Astronomers using the European Space Agency's Gaia telescope have discovered a colossal wave propagating through the Milky Way galaxy, affecting stars tens of thousands of light-years away. This undulating motion, visible in the galaxy's disc, resembles ripples in a pond and involves both stellar positions and movements. The origin of this phenomenon remains unknown, though it may stem from a past galactic collision.
The Milky Way, our home galaxy spanning about 100,000 light-years, is not a static structure but one in constant motion. For decades, scientists have observed its rotation around the core and a warping of its disc, first noted in the 1950s. More recently, in 2020, Gaia data revealed that this warped disc oscillates like a spinning top.

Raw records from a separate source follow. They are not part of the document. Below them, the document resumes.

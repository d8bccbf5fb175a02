//! The asynchronous transfer worker.
//!
//! One worker drains the assignment queue and runs each strategy to
//! completion on the blocking pool (ssh2 I/O is synchronous). Progress
//! samples land in the shared `TaskRegistry` for the reconciler to poll and
//! are pushed straight to the owner's connections as `transfer_progress`
//! events. Strategy failures become the job's FAILED state; they never take
//! the worker loop down.

use parking_lot::{Mutex, RwLock};
use std::collections::HashMap;
use std::sync::Arc;
use std::time::{Duration, Instant};
use tokio::sync::mpsc;
use tracing::{error, info, warn};

use crate::broadcast::{Broadcaster, Event};
use crate::error::Result;
use crate::job::{JobStatus, JobStore};
use crate::progress::{ProgressSample, ProgressSink};
use crate::ssh::EndpointFactory;
use crate::strategy::{StrategyKind, TransferOutcome};

/// Everything the worker needs to run one accepted job.
#[derive(Debug, Clone)]
pub struct JobAssignment {
    pub job_id: i64,
    pub user_id: i64,
    pub task_id: String,
    pub source_path: String,
    pub dest_path: String,
    pub strategy: StrategyKind,
}

/// Live view of one worker task, keyed by task id. This is what the
/// reconciler cross-checks persisted jobs against.
#[derive(Debug, Clone, PartialEq, Eq)]
pub struct TaskState {
    pub job_id: i64,
    pub user_id: i64,
    pub status: JobStatus,
    pub current: u64,
    pub total: u64,
    pub percent: u8,
}

#[derive(Default)]
pub struct TaskRegistry {
    tasks: RwLock<HashMap<String, TaskState>>,
}

impl TaskRegistry {
    pub fn new() -> Self {
        Self::default()
    }

    pub fn insert(&self, task_id: &str, state: TaskState) {
        self.tasks.write().insert(task_id.to_string(), state);
    }

    pub fn get(&self, task_id: &str) -> Option<TaskState> {
        self.tasks.read().get(task_id).cloned()
    }

    pub fn remove(&self, task_id: &str) {
        self.tasks.write().remove(task_id);
    }

    fn update_progress(&self, task_id: &str, sample: &ProgressSample) {
        if let Some(state) = self.tasks.write().get_mut(task_id) {
            state.current = sample.bytes_transferred;
            state.total = sample.total_bytes;
            state.percent = sample.percent;
        }
    }
}

/// Per-job sink: mirrors every sample into the registry and pushes a
/// throttled `transfer_progress` stream to the owner. The terminal sample
/// always goes out regardless of the throttle.
struct WorkerSink {
    task_id: String,
    user_id: i64,
    registry: Arc<TaskRegistry>,
    broadcaster: Arc<Broadcaster>,
    min_interval: Duration,
    last_push: Mutex<Option<Instant>>,
}

impl WorkerSink {
    fn should_push(&self, sample: &ProgressSample) -> bool {
        let mut last = self.last_push.lock();
        if sample.is_final() || last.map_or(true, |t| t.elapsed() >= self.min_interval) {
            *last = Some(Instant::now());
            return true;
        }
        false
    }
}

impl ProgressSink for WorkerSink {
    fn sample(&self, sample: &ProgressSample, current_file: &str) {
        self.registry.update_progress(&self.task_id, sample);
        if self.should_push(sample) {
            self.broadcaster.broadcast_to_user(
                self.user_id,
                Event::TransferProgress {
                    progress: sample.percent as i64,
                    current_file: Some(current_file.to_string()),
                    bytes_transferred: Some(sample.bytes_transferred),
                    total_bytes: Some(sample.total_bytes),
                    estimated_time_remaining: Some(sample.eta_seconds),
                    error: None,
                },
            );
        }
    }
}

pub struct Worker {
    store: Arc<JobStore>,
    registry: Arc<TaskRegistry>,
    broadcaster: Arc<Broadcaster>,
    connector: Arc<dyn EndpointFactory>,
    source_name: String,
    dest_name: String,
    chunk_size: usize,
    progress_interval: Duration,
}

impl Worker {
    #[allow(clippy::too_many_arguments)]
    pub fn new(
        store: Arc<JobStore>,
        registry: Arc<TaskRegistry>,
        broadcaster: Arc<Broadcaster>,
        connector: Arc<dyn EndpointFactory>,
        source_name: &str,
        dest_name: &str,
        chunk_size: usize,
        progress_interval: Duration,
    ) -> Self {
        Worker {
            store,
            registry,
            broadcaster,
            connector,
            source_name: source_name.to_string(),
            dest_name: dest_name.to_string(),
            chunk_size,
            progress_interval,
        }
    }

    /// Drain the queue until every sender is gone. Each assignment occupies
    /// this worker for its whole lifetime; queued jobs wait their turn.
    pub async fn run(self, mut queue: mpsc::Receiver<JobAssignment>) {
        while let Some(assignment) = queue.recv().await {
            self.process(assignment).await;
        }
        info!("worker queue closed, worker exiting");
    }

    async fn process(&self, assignment: JobAssignment) {
        let job_id = assignment.job_id;
        let user_id = assignment.user_id;
        let task_id = assignment.task_id.clone();
        info!(
            job = job_id,
            task = %task_id,
            strategy = ?assignment.strategy,
            source = %assignment.source_path,
            dest = %assignment.dest_path,
            "transfer starting"
        );

        self.registry.insert(
            &task_id,
            TaskState {
                job_id,
                user_id,
                status: JobStatus::InProgress,
                current: 0,
                total: 0,
                percent: 0,
            },
        );

        let sink = Arc::new(WorkerSink {
            task_id: task_id.clone(),
            user_id,
            registry: Arc::clone(&self.registry),
            broadcaster: Arc::clone(&self.broadcaster),
            min_interval: self.progress_interval,
            last_push: Mutex::new(None),
        });

        let connector = Arc::clone(&self.connector);
        let source_name = self.source_name.clone();
        let dest_name = self.dest_name.clone();
        let chunk_size = self.chunk_size;
        let blocking_sink = Arc::clone(&sink);
        let JobAssignment {
            source_path,
            dest_path,
            strategy,
            ..
        } = assignment;

        let handle = tokio::task::spawn_blocking(move || -> Result<TransferOutcome> {
            let mut source = connector.connect(&source_name)?;
            let mut dest = connector.connect(&dest_name)?;
            let strategy = strategy.build(chunk_size);
            strategy.run(
                source.as_mut(),
                dest.as_mut(),
                &source_path,
                &dest_path,
                blocking_sink.as_ref(),
            )
        });

        let result = match handle.await {
            Ok(result) => result,
            Err(join_err) => {
                // a panicking strategy still must not take the loop down
                error!(job = job_id, error = %join_err, "transfer task panicked");
                Err(crate::error::TransferError::Io(std::io::Error::other(
                    join_err.to_string(),
                )))
            }
        };

        match result {
            Ok(outcome) => {
                if let Err(e) = self.store.update_status(job_id, JobStatus::Completed, None) {
                    warn!(job = job_id, error = %e, "could not persist completion");
                }
                info!(
                    job = job_id,
                    files = outcome.files,
                    bytes = outcome.bytes_transferred,
                    "transfer completed"
                );
                self.broadcaster.broadcast_to_user(
                    user_id,
                    Event::TransferProgress {
                        progress: 100,
                        current_file: Some("Complete".into()),
                        bytes_transferred: Some(outcome.total_bytes),
                        total_bytes: Some(outcome.total_bytes),
                        estimated_time_remaining: Some(0),
                        error: None,
                    },
                );
            }
            Err(e) => {
                let detail = e.to_string();
                if let Err(e) = self
                    .store
                    .update_status(job_id, JobStatus::Failed, Some(detail.clone()))
                {
                    warn!(job = job_id, error = %e, "could not persist failure");
                }
                error!(job = job_id, error = %detail, "transfer failed");
                self.broadcaster.broadcast_to_user(
                    user_id,
                    Event::TransferProgress {
                        progress: -1,
                        current_file: None,
                        bytes_transferred: None,
                        total_bytes: None,
                        estimated_time_remaining: None,
                        error: Some(detail),
                    },
                );
            }
        }

        // reconciler only queries tasks for IN_PROGRESS jobs, so the entry
        // can go as soon as the terminal status is persisted
        self.registry.remove(&task_id);
    }
}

Now, a new analysis led by Eloisa Poggio, an astronomer at Italy's Istituto Nazionale di Astrofisica, has identified an enormous wave traveling outward from the galactic center. This 'great wave' influences stars located 30,000 to 65,000 light-years from the center, spanning vast outer regions of the disc.
Gaia's precise 3D measurements of stellar positions and motions—tracking movement toward and away from Earth, as well as across the sky—enabled the creation of detailed top-down and edge-on maps. In these views, red regions show stars above the warped plane, while blue indicates those below, illustrating the wave's pattern.

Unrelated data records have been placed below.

//! Remote endpoint sessions: one SSH + SFTP session per host per transfer.
//!
//! Strategies only see the `RemoteEndpoint` trait, so tests can drive them
//! against in-memory fakes while production code runs over ssh2.

use ssh2::Session;
use std::io::{Read, Write};
use std::net::TcpStream;
use std::path::Path;
use std::sync::Arc;
use tracing::{debug, info};

use crate::config::ServerConfig;
use crate::error::{Result, TransferError};

/// Collected output of one remote command round-trip.
#[derive(Debug, Clone)]
pub struct CommandOutput {
    pub stdout: String,
    pub stderr: String,
    pub exit_status: i32,
}

impl CommandOutput {
    pub fn success(&self) -> bool {
        self.exit_status == 0
    }
}

/// One live session to a remote host.
///
/// Remote commands are synchronous round-trips and none is assumed
/// idempotent; callers must not blindly retry destructive commands.
pub trait RemoteEndpoint: Send {
    /// Logical endpoint name, for logging and error text.
    fn name(&self) -> &str;

    /// Run a command remotely and collect stdout/stderr/exit status.
    fn run(&mut self, command: &str) -> Result<CommandOutput>;

    /// Open a byte source for a remote file.
    fn open_read(&mut self, path: &str) -> Result<Box<dyn Read + Send>>;

    /// Open a byte sink for a remote file.
    fn open_write(&mut self, path: &str) -> Result<Box<dyn Write + Send>>;

    /// Tear down the session. Further calls fail with a state error.
    fn close(&mut self);
}

/// Opens endpoint sessions by logical name. The seam that lets the worker
/// run against fakes in tests.
pub trait EndpointFactory: Send + Sync {
    fn connect(&self, name: &str) -> Result<Box<dyn RemoteEndpoint>>;
}

/// ssh2-backed endpoint.
pub struct SshEndpoint {
    name: String,
    session: Option<Session>,
}

impl SshEndpoint {
    pub fn connect(name: &str, host: &str, port: u16, user: &str, identity: &Path) -> Result<Self> {
        let fail = |detail: String| TransferError::Connection {
            host: host.to_string(),
            detail,
        };

        info!(endpoint = name, host, user, "connecting");
        let tcp = TcpStream::connect((host, port)).map_err(|e| fail(e.to_string()))?;
        let mut session = Session::new().map_err(|e| fail(e.to_string()))?;
        session.set_tcp_stream(tcp);
        session.handshake().map_err(|e| fail(format!("handshake: {e}")))?;
        session
            .userauth_pubkey_file(user, None, identity, None)
            .map_err(|e| fail(format!("auth: {e}")))?;
        if !session.authenticated() {
            return Err(fail("authentication rejected".into()));
        }
        debug!(endpoint = name, "session established");
        Ok(SshEndpoint {
            name: name.to_string(),
            session: Some(session),
        })
    }

    fn session(&self) -> Result<&Session> {
        self.session
            .as_ref()
            .ok_or_else(|| TransferError::State(self.name.clone()))
    }
}

impl RemoteEndpoint for SshEndpoint {
    fn name(&self) -> &str {
        &self.name
    }

    fn run(&mut self, command: &str) -> Result<CommandOutput> {
        let session = self.session()?;
        debug!(endpoint = %self.name, command, "exec");
        let mut channel = session.channel_session()?;
        channel.exec(command)?;

        let mut stdout = String::new();
        channel.read_to_string(&mut stdout)?;
        let mut stderr = String::new();
        channel.stderr().read_to_string(&mut stderr)?;
        channel.wait_close()?;
        let exit_status = channel.exit_status()?;

        Ok(CommandOutput {
            stdout,
            stderr,
            exit_status,
        })
    }

    fn open_read(&mut self, path: &str) -> Result<Box<dyn Read + Send>> {
        let sftp = self.session()?.sftp()?;
        let file = sftp.open(Path::new(path))?;
        Ok(Box::new(file))
    }

    fn open_write(&mut self, path: &str) -> Result<Box<dyn Write + Send>> {
        let sftp = self.session()?.sftp()?;
        let file = sftp.create(Path::new(path))?;
        Ok(Box::new(file))
    }

    fn close(&mut self) {
        if let Some(session) = self.session.take() {
            let _ = session.disconnect(None, "transfer finished", None);
            debug!(endpoint = %self.name, "session closed");
        }
    }
}

impl Drop for SshEndpoint {
    fn drop(&mut self) {
        self.close();
    }
}

/// Production factory: resolves logical names through `ServerConfig`.
pub struct SshConnector {
    config: Arc<ServerConfig>,
}

impl SshConnector {
    pub fn new(config: Arc<ServerConfig>) -> Self {
        SshConnector { config }
    }
}

impl EndpointFactory for SshConnector {
    fn connect(&self, name: &str) -> Result<Box<dyn RemoteEndpoint>> {
        let ep = self
            .config
            .endpoint(name)
            .ok_or_else(|| TransferError::Connection {
                host: name.to_string(),
                detail: "unknown endpoint name".into(),
            })?;
        let endpoint =
            SshEndpoint::connect(name, &ep.host, ep.port, &ep.user, &self.config.identity_file)?;
        Ok(Box::new(endpoint))
    }
}

#[cfg(test)]
mod tests {
    use super::*;

    #[test]
    fn closed_session_is_a_state_error() {
        let mut ep = SshEndpoint {
            name: "src".into(),
            session: None,
        };
        match ep.run("true") {
            Err(TransferError::State(name)) => assert_eq!(name, "src"),
            other => panic!("expected state error, got {:?}", other.map(|_| ())),
        }
    }
}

"What makes this even more compelling is our ability, thanks to Gaia, to also measure the motions of stars within the galactic disc," says Poggio.
The stars' vertical motions, depicted by white arrows in Gaia's visualizations, shift sideways relative to their positions, confirming wave-like behavior. Poggio compares it to a stadium crowd wave: some stars are at the crest (standing upright, in red), while others rise just ahead (longest upward arrows).
The team studied young giant stars and Cepheids, which vary predictably in brightness, allowing observation over large distances. These stars move with the wave, suggesting interstellar gas may also participate, imprinting a 'memory' in newly formed stars.
The wave's cause is uncertain; a past collision with a dwarf galaxy is one hypothesis. It might connect to the smaller Radcliffe Wave, about 500 light-years from the Sun and 9,000 light-years long, but their relation is unclear.
"The upcoming fourth data release from Gaia will include even better positions and motions for Milky Way stars," notes ESA's Gaia Project Scientist Johannes Sahlmann, promising refined maps and deeper insights into the galaxy's dynamics.